Container Gardening vs. Fruit Tree Watering Kits
While we have an excellent drip irrigation kit available for the in-ground vegetable garden. We found there was a need for a container gardening kit that can help individuals with easily watering rows of containers or even just a few pots on your porch. This easy to set up container kit comes with everything you need to start watering your plants effectively on the homestead. If you are limited on your space or do not have great soil on your homestead then container gardening is ideal for you to grow your own food. The only problem with container gardening is the containers can dry out quickly so it’s very important to keep them irrigated in order for the plants to survive and not stress. A lot of the actual components work the same as our drip irrigation kit, but they require a little bit different set up for container gardening.
The fruit tree watering kit is similar to the container watering kit but comes with different quantities of some items. The fruit tree kit allows you to easily water the fruit trees on your homestead by simply just turning on a spigot. The kit is ideal for watering multiple figs, apples, plums, pears, blueberries, and more trees. The kit includes enough fittings to water 20 trees on your homestead. We also have the items in the kit available individually on our website if you need to water a little more than 20 trees or just need extra.
Show and Tell Segment
On the show and tell segment this week, Greg and Travis have some Scarlet Emperor Runner Beans fresh from the vegetable garden. These runner beans are an heirloom, open-pollinated variety with excellent beauty and taste. This variety typically produces large 8 to 12″ pods that have a slightly fuzzy texture. Another fresh harvest from the garden is the Tehama Lettuce which is a spring crisp variety that has exceptional heat-tolerance. This lettuce performs best when transplanted which allows for consistent plant spacing and prevents seedlings from competing with weeds in the early stages of the plant.
Greg also shows off a Sungold Dwarf Sunflower that has grown a big and beautiful head on it. This dwarf sunflower variety gets around 3 to 4 feet tall in the garden and has a soft texture similar to the Teddy Bear variety. Lastly, the guys give a sad update about the popular Brickyard tomato. Unfortunately, the Brickyard Tomato variety has been discontinued by the breeder which means we will no longer be able to carry these tomato seeds. The replacement to the Brickyard Tomato is the SummerPick Tomato which actually produces more than the Brickyard.

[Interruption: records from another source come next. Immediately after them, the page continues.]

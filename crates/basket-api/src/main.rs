//! Basket service entry point.

use std::net::SocketAddr;
use std::sync::Arc;

use basket_api::config::AppConfig;
use basket_api::error::AppError;
use basket_api::state::AppState;
use basket_api::{routes, telemetry};
use basket_core::clock::SystemClock;
use basket_core::id::UuidGenerator;
use basket_orchestration::application::ReservationPolicy;
use basket_remote::{HttpProductClient, HttpStockClient, build_client};
use basket_store::PgBasketRepository;
use sqlx::postgres::PgPoolOptions;

#[tokio::main]
async fn main() -> Result<(), AppError> {
    let otlp_endpoint = std::env::var(telemetry::OTLP_ENDPOINT_ENV).ok();
    let telemetry = telemetry::init(otlp_endpoint.as_deref())?;

    tracing::info!("Starting basket service");

    let config = AppConfig::load()?;

    // Create database connection pool.
    let pool = PgPoolOptions::new()
        .max_connections(config.database_max_connections)
        .connect(&config.database_url)
        .await?;

    let http = build_client(config.http_client_timeout)
        .map_err(|e| AppError::Config(format!("could not build HTTP client: {e}")))?;

    let reservation_policy = if config.compensate_failed_reservations {
        ReservationPolicy::Compensate
    } else {
        ReservationPolicy::LeaveLine
    };

    let app_state = AppState::new(
        Arc::new(PgBasketRepository::new(pool)),
        Arc::new(HttpProductClient::new(
            http.clone(),
            config.product_api_url.clone(),
        )),
        Arc::new(HttpStockClient::new(http, config.stock_api_url.clone())),
        Arc::new(SystemClock),
        Arc::new(UuidGenerator),
        reservation_policy,
    );

    let app = routes::with_layers(routes::router(), config.request_timeout).with_state(app_state);

    let addr: SocketAddr = config
        .bind_address()
        .parse()
        .map_err(|e| AppError::Config(format!("invalid HOST:PORT combination: {e}")))?;
    tracing::info!(%addr, ?reservation_policy, "Listening");

    let listener = tokio::net::TcpListener::bind(addr).await?;

    axum::serve(listener, app).await?;

    telemetry.shutdown();
    Ok(())
}
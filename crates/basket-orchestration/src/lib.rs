//! Basket orchestration.
//!
//! Coordinates the basket repository, the product service, and the stock
//! service to create baskets, add products to them (singly or in bulk), and
//! produce the denormalized basket view returned to clients.

pub mod application;
pub mod domain;
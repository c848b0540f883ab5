//! Command abstractions.

use uuid::Uuid;

/// Trait that all basket commands implement.
pub trait Command: Send + Sync + std::fmt::Debug {
    /// The type name for this command (for logging).
    fn command_type(&self) -> &'static str;

    /// Correlation ID to trace this command through the logs of every
    /// collaborator it touches.
    fn correlation_id(&self) -> Uuid;
}
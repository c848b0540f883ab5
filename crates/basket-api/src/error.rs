//! Basket API error types.

use axum::Json;
use axum::extract::rejection::JsonRejection;
use axum::http::StatusCode;
use axum::response::{IntoResponse, Response};
use basket_core::error::{BODY_PARSER_ERR_CODE, DomainError, PROCESSING_ERR_CODE};
use serde::Serialize;
use thiserror::Error;
use tracing::warn;

/// Startup and runtime errors for the API server.
#[derive(Debug, Error)]
pub enum AppError {
    /// A required setting is missing or invalid.
    #[error("configuration error: {0}")]
    Config(String),

    /// Database connection or pool error.
    #[error("database error: {0}")]
    Database(#[from] sqlx::Error),

    /// Network binding or I/O error.
    #[error("server error: {0}")]
    Server(#[from] std::io::Error),

    /// Tracing or span exporter setup failed.
    #[error("telemetry error: {0}")]
    Telemetry(String),
}

/// JSON body returned for error responses.
#[derive(Debug, Serialize)]
pub struct ErrorBody {
    /// Stable numeric error code.
    pub code: u32,
    /// Snake-case error kind.
    pub error: &'static str,
    /// Human-readable error message.
    pub message: String,
}

/// HTTP-layer error that implements `IntoResponse`.
///
/// Every variant is answered with 400 Bad Request.
#[derive(Debug)]
pub enum ApiError {
    /// A failure reported by the orchestrator.
    Domain(DomainError),
    /// The request body could not be decoded.
    BodyParser(JsonRejection),
}

impl From<DomainError> for ApiError {
    fn from(err: DomainError) -> Self {
        Self::Domain(err)
    }
}

impl From<JsonRejection> for ApiError {
    fn from(rejection: JsonRejection) -> Self {
        Self::BodyParser(rejection)
    }
}

impl IntoResponse for ApiError {
    fn into_response(self) -> Response {
        let body = match self {
            Self::Domain(err) => ErrorBody {
                code: err.code(),
                error: err.kind(),
                message: err.public_message(),
            },
            Self::BodyParser(rejection) => {
                warn!(error = %rejection.body_text(), "could not parse request body");
                ErrorBody {
                    code: BODY_PARSER_ERR_CODE,
                    error: "body_parser_error",
                    message: "could not parse request body.".to_owned(),
                }
            }
        };

        (StatusCode::BAD_REQUEST, Json(body)).into_response()
    }
}

/// Gives the bare 408 produced by the request timeout layer the JSON error
/// body. Every other response passes through untouched.
pub async fn timeout_error_body(response: Response) -> Response {
    if response.status() != StatusCode::REQUEST_TIMEOUT {
        return response;
    }

    warn!("request timed out");
    let body = ErrorBody {
        code: PROCESSING_ERR_CODE,
        error: "request_timeout",
        message: "request timed out.".to_owned(),
    };
    (StatusCode::REQUEST_TIMEOUT, Json(body)).into_response()
}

As we get closer to 2021, Travis shares some new tomato varieties that are coming to the website. The first variety is the SunSugar Tomato which is supposed to taste like candy and is similar to the SunGold Tomato. The next variety is a popular indeterminate known as Big Beef which makes really big tomatoes and excellent disease resistance. The Flordia 91 is another great tomato variety that is known to be one of the best to set fruits in the heat which in return allows you to grow this one a little longer during the summer. The last variety the guys share this week is the Southern Ripe Tomato which is determinate that also has really good disease resistance qualities.
For the Q & A segment this week, the guys answer some viewer questions that were asked on last week’s show. The first question is how to take care of heavy clay soil in the garden. Travis mentions that dealing with awful soil is tough but with cover cropping and adding heavy compost he was able to get his soil manageable for growing vegetables. It does take some time but if you stay consistent with adding compost and cover cropping your soil will get better. The second question is referring to seed potatoes and whether you should save potatoes or just buy new seed every year. From doing a little research, Travis mentions that from talking to the seed potato growers they say it is not best to save seed potatoes simply because the production can decline and the size can get smaller year after year. The last question is if you plant English Peas around 2 inches apart with 98% germination should you thin them out or just let them go. Both the guys say with 98% germination you definitely should let them go and make sure they have something to climb on.